### What the task asks
Produce as output only the lines below starting at the line with "belongs in this scope's list." and continuing through the line with "pub fn path(&self, base: &str)", each one exactly as written.

### Extracted information
-- Opening Marker --

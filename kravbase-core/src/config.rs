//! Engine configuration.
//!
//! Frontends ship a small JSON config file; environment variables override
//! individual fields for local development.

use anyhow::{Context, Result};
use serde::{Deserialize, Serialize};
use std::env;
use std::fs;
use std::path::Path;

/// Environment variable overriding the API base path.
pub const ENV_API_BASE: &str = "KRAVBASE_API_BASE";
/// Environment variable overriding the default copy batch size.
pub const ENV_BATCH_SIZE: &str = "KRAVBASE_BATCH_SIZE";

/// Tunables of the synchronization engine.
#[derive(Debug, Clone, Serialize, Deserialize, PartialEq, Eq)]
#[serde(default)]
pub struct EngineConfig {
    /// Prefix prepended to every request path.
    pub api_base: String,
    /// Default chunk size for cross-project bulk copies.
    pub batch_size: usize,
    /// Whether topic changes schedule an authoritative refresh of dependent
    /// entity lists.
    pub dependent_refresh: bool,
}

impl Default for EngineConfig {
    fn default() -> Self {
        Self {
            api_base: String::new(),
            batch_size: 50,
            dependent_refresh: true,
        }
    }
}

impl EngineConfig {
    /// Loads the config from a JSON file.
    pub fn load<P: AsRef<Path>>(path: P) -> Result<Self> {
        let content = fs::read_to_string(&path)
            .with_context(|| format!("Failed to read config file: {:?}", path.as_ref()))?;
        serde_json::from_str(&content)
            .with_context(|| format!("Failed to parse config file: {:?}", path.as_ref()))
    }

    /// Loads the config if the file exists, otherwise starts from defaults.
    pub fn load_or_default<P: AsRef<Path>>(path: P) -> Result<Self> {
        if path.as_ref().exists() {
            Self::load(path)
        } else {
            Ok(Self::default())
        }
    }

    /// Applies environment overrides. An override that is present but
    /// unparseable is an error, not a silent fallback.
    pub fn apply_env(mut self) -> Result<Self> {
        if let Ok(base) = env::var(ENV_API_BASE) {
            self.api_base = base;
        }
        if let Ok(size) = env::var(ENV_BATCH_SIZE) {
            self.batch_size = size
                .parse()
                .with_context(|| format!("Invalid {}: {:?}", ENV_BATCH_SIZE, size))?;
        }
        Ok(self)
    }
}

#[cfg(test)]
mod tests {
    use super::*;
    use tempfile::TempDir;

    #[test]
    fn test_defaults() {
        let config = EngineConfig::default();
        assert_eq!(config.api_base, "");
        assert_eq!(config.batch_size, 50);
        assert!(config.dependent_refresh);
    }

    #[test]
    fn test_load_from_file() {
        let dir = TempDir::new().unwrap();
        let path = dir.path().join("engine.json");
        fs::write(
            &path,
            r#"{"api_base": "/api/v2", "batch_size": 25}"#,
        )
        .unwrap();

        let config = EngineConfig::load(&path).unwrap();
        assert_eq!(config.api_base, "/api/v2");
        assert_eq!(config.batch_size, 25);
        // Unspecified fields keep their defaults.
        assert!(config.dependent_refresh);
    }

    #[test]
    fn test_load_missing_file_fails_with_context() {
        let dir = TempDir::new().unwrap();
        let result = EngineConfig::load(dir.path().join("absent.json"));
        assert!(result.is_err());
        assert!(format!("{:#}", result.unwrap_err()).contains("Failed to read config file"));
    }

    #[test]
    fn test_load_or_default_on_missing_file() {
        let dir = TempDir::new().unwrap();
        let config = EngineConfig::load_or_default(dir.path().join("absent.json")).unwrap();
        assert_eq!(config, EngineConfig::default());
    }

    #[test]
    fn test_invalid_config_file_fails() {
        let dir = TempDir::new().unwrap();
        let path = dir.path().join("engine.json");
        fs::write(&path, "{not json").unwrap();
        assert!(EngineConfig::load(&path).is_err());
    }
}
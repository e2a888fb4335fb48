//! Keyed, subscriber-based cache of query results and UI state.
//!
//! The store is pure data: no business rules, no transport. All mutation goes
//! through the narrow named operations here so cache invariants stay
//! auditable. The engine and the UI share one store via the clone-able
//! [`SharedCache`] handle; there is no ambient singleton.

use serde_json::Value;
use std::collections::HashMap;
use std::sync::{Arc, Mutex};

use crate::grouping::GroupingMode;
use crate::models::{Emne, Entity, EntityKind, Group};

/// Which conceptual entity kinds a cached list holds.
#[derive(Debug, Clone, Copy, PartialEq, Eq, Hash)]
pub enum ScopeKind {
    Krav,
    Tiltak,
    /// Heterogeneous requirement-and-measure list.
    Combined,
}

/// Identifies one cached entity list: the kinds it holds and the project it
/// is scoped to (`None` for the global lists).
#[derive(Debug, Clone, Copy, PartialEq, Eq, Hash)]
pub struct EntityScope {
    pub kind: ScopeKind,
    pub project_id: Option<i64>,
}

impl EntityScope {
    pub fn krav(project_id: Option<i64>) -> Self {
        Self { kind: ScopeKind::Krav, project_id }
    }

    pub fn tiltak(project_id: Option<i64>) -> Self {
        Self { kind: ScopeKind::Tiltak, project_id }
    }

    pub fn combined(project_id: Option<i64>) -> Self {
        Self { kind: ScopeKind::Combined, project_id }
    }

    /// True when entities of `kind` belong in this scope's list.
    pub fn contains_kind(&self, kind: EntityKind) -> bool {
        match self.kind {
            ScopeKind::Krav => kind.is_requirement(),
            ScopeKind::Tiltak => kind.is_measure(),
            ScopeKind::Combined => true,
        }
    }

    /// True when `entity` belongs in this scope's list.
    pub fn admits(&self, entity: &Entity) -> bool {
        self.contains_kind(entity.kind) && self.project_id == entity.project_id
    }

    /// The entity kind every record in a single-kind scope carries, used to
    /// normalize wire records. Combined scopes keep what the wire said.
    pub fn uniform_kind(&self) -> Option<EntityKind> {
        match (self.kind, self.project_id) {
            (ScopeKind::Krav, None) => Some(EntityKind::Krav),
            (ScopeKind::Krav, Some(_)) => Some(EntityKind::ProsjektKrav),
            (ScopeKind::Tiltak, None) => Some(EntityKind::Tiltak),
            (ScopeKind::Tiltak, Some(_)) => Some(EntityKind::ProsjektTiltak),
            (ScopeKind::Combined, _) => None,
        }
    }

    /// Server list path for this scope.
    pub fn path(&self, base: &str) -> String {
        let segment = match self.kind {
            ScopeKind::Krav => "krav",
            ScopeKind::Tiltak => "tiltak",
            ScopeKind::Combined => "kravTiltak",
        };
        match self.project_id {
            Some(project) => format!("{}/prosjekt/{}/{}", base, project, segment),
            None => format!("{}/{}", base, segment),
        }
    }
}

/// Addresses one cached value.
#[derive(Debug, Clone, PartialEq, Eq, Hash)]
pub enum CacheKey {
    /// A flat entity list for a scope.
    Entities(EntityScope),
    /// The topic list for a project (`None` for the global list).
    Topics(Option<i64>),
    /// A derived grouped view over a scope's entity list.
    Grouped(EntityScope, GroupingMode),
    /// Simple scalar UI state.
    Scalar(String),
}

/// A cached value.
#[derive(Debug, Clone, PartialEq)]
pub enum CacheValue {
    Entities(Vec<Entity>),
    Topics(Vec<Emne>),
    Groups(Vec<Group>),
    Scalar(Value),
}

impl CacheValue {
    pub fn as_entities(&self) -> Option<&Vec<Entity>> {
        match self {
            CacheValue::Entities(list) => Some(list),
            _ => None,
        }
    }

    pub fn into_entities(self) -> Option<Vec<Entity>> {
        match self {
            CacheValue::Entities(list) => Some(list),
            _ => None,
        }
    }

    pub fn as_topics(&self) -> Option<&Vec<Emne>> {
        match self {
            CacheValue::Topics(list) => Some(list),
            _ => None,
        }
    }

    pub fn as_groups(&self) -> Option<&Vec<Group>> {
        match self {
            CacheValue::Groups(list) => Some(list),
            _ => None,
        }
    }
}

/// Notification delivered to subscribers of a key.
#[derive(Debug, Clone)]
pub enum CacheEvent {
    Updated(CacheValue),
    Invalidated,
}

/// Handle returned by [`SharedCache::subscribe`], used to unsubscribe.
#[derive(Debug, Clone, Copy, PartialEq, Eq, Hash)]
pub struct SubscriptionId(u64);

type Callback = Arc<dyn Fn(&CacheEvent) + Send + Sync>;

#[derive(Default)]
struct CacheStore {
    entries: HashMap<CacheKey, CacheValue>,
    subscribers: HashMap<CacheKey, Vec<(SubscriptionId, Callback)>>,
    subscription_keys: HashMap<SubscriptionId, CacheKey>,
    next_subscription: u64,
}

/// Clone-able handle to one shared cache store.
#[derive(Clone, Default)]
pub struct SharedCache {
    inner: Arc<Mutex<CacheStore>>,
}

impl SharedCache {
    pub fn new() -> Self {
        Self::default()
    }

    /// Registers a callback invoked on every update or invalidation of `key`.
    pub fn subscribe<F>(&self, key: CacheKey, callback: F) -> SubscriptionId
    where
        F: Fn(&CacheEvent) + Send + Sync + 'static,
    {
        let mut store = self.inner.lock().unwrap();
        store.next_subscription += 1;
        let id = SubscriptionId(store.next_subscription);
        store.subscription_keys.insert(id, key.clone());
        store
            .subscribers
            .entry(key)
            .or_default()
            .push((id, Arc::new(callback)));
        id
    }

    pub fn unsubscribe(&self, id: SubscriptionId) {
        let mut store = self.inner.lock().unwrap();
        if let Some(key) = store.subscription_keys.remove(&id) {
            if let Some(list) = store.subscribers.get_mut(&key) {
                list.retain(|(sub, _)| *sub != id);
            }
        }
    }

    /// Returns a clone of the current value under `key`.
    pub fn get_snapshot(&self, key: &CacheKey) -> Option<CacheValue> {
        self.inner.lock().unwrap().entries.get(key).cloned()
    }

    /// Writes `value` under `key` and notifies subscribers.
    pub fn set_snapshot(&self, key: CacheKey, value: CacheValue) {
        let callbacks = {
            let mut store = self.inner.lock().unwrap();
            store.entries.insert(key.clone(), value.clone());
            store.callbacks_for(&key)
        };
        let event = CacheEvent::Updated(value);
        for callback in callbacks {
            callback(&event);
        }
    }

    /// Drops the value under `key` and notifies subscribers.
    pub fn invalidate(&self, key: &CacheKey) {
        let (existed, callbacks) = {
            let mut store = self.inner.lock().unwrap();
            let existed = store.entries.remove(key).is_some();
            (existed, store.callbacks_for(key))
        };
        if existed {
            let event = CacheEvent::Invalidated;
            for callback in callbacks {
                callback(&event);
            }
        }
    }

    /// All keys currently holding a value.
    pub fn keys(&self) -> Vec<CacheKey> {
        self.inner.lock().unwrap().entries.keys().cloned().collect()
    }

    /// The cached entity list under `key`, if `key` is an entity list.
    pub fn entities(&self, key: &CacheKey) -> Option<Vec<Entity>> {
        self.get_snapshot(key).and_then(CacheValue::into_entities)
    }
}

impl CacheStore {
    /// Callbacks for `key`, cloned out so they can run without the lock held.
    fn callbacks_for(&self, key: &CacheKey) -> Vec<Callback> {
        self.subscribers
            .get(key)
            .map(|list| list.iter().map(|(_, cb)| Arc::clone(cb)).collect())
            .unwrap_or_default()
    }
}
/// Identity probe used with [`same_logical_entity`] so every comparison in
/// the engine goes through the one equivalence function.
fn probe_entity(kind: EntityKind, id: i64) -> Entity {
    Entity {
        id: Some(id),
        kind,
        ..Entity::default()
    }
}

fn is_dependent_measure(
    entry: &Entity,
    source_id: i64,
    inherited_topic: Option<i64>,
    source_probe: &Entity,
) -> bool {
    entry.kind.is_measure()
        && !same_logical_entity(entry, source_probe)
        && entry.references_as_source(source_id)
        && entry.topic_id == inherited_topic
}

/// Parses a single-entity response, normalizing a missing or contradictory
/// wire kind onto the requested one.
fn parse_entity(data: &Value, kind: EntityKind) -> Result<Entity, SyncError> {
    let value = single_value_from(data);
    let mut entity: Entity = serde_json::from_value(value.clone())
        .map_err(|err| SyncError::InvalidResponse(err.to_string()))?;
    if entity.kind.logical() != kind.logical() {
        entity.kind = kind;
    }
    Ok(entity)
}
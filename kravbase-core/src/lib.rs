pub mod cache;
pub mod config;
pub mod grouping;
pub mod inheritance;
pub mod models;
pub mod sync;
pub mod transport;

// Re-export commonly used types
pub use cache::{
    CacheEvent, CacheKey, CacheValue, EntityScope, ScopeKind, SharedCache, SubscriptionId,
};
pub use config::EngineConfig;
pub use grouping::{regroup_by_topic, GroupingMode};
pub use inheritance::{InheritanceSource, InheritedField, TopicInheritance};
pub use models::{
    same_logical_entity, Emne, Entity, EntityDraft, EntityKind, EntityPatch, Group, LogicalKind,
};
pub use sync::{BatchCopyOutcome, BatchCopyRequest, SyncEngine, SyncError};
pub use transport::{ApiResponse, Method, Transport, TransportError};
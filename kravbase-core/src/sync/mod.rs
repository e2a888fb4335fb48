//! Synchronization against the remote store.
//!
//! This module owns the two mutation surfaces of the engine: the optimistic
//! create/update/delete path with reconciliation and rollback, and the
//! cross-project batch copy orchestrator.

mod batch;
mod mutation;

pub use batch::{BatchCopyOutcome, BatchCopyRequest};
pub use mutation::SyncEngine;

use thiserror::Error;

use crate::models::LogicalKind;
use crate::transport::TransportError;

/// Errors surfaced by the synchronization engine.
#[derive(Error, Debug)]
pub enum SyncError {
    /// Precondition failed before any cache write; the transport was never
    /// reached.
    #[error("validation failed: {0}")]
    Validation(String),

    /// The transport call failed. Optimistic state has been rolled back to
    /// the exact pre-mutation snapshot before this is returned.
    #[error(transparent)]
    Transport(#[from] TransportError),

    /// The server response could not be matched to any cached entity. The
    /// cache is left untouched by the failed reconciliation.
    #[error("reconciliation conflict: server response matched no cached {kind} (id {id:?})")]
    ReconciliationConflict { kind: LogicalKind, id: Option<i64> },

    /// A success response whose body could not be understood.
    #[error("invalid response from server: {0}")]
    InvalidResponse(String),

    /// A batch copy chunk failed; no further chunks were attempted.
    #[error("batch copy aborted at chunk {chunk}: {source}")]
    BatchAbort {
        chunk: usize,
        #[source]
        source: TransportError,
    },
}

-- Closing Marker --

### Exercise result
    /// True when `entity` belongs in this scope's list.
    pub fn admits(&self, entity: &Entity) -> bool {
        self.contains_kind(entity.kind) && self.project_id == entity.project_id
    }

    /// The entity kind every record in a single-kind scope carries, used to
    /// normalize wire records. Combined scopes keep what the wire said.
    pub fn uniform_kind(&self) -> Option<EntityKind> {
        match (self.kind, self.project_id) {
            (ScopeKind::Krav, None) => Some(EntityKind::Krav),
            (ScopeKind::Krav, Some(_)) => Some(EntityKind::ProsjektKrav),
            (ScopeKind::Tiltak, None) => Some(EntityKind::Tiltak),
            (ScopeKind::Tiltak, Some(_)) => Some(EntityKind::ProsjektTiltak),
            (ScopeKind::Combined, _) => None,
        }
    }

    /// Server list path for this scope.
    pub fn path(&self, base: &str) -> String {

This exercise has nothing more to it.